If what’s sacred is what can’t be named, what remains unrecognizable, what exists for one’s self, it’s revealing that Leading Men’s big reveal is the long-lost script—Call It Joy—that Tennessee Williams gifted Anja Bloom before he passed into another life; it’s a play that Tenn did not only give to her, as she is quick to point out, but a play he wrote for her. At stake in deciding whether she should produce it, nearly three decades later, after Tenn betrayed Frank, after Tenn’s own death, after her own on-screen retirement, is much more than recognition, but responsibility. It’s a question of representation, of possession. It’s a question of embodied experience as much as the craft of fiction, the clay of life molded into the sculpture of its uncanny resemblance.
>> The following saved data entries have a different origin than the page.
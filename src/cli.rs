//! Command-line interface definitions for FYI News.
//!
//! This module defines the CLI arguments and options using the `clap` crate.
//! Options can be provided via command-line flags or environment variables.

use crate::pipeline::DEFAULT_NUM_ARTICLES;
use clap::Parser;

/// Command-line arguments for the FYI News application.
///
/// # Examples
///
/// ```sh
/// # One topic, rendered as a chat message
/// fyi_news "climate change"
///
/// # Hindi output, six articles
/// fyi_news "climate change" -n 6 --lang hi
///
/// # Several topics, also written as JSON
/// fyi_news space energy -j ./json
/// ```
#[derive(Parser, Debug)]
#[command(author, version, about)]
pub struct Cli {
    /// Topics to summarize
    #[arg(required = true)]
    pub topics: Vec<String>,

    /// Articles requested from the news search per topic
    #[arg(short, long, default_value_t = DEFAULT_NUM_ARTICLES)]
    pub num_articles: usize,

    /// Output language, as a code ("hi") or a name ("Hindi")
    #[arg(short, long, env = "FYI_LANG", default_value = "en")]
    pub lang: String,

    /// Sentences kept per summary (defaults to 5 for one topic, 3 for several)
    #[arg(short = 's', long)]
    pub max_sentences: Option<usize>,

    /// Optional path to a YAML settings file
    #[arg(short, long, env = "FYI_CONFIG")]
    pub config: Option<String>,

    /// GNews API key
    #[arg(long, env = "GNEWS_API_KEY")]
    pub gnews_api_key: Option<String>,

    /// Output directory for JSON summaries
    #[arg(short, long)]
    pub json_output_dir: Option<String>,
}
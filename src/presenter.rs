//! Render a topic summary as the final user-facing message.
//!
//! ```text
//! 📰 Summary for Climate Change
//!
//! <summary sentences>
//!
//! Sentiment: Neutral
//!
//! Sources:
//! - [Title one](https://...)
//! - [Title two](https://...)
//! ```
//!
//! For non-English output each visible string is translated separately, and a
//! failed translation only falls back for that one field.

use crate::models::{Source, TopicSummary};
use crate::translate::{SOURCE_LANGUAGE, Translator, translate_text};
use crate::utils::title_case;
use tracing::instrument;

pub const SENTIMENT_LABEL: &str = "Sentiment: ";
pub const SOURCES_LABEL: &str = "Sources:";

/// Message shown when nothing survived the pipeline for `topic`.
pub fn not_found_message(topic: &str) -> String {
    format!("Could not find articles on '{}'.", topic)
}

/// Message shown when articles exist but none were summarized under `topic`.
pub fn no_summary_message(topic: &str) -> String {
    format!("No summary found for '{}'.", topic)
}

/// Assemble the message from already-localized parts.
pub fn render_message(
    headline: &str,
    summary: &str,
    sentiment_label: &str,
    sentiment: &str,
    sources_label: &str,
    sources: &[Source],
) -> String {
    let list = sources
        .iter()
        .map(|s| format!("- [{}]({})", s.title, s.url))
        .collect::<Vec<_>>()
        .join("\n");
    format!(
        "📰 {headline}\n\n{summary}\n\n{sentiment_label}{sentiment}\n\n{sources_label}\n{list}"
    )
}

/// Render `summary` for `topic` in `lang`.
///
/// A missing summary renders the translated [`not_found_message`].
///
/// # Arguments
///
/// * `translator` - Used only when `lang` isn't English
/// * `topic` - The topic as the user typed it
/// * `summary` - The topic's summary, if one was produced
/// * `lang` - Target language code
/// * `chunk_chars` - Translation chunk size in characters
#[instrument(level = "info", skip(translator, summary))]
pub async fn present<T: Translator>(
    translator: &T,
    topic: &str,
    summary: Option<&TopicSummary>,
    lang: &str,
    chunk_chars: usize,
) -> String {
    let Some(data) = summary else {
        return translate_text(translator, &not_found_message(topic), lang, chunk_chars).await;
    };

    let sentiment = title_case(data.sentiment.as_str());
    if lang == SOURCE_LANGUAGE {
        return render_message(
            &data.headline,
            &data.summary,
            SENTIMENT_LABEL,
            &sentiment,
            SOURCES_LABEL,
            &data.sources,
        );
    }

    let headline = translate_text(translator, &data.headline, lang, chunk_chars).await;
    let body = translate_text(translator, &data.summary, lang, chunk_chars).await;
    let sentiment_label = translate_text(translator, SENTIMENT_LABEL, lang, chunk_chars).await;
    let sentiment = translate_text(translator, &sentiment, lang, chunk_chars).await;
    let sources_label = translate_text(translator, SOURCES_LABEL, lang, chunk_chars).await;

    render_message(
        &headline,
        &body,
        &sentiment_label,
        &sentiment,
        &sources_label,
        &data.sources,
    )
}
Does art belong to the artist, or does art belong to the people who’ve been re-fashioned in its pages, or does it belong to history, to the collective and collected evidence of its existence? Or does it—after all—belong to the imagination from where it came, the illusion that all artists feed into it, the illusion that all artists are fed by? Call it joy, or pleasure, or the comfort of inhabiting the play, of understanding without having to understand. Of settling in.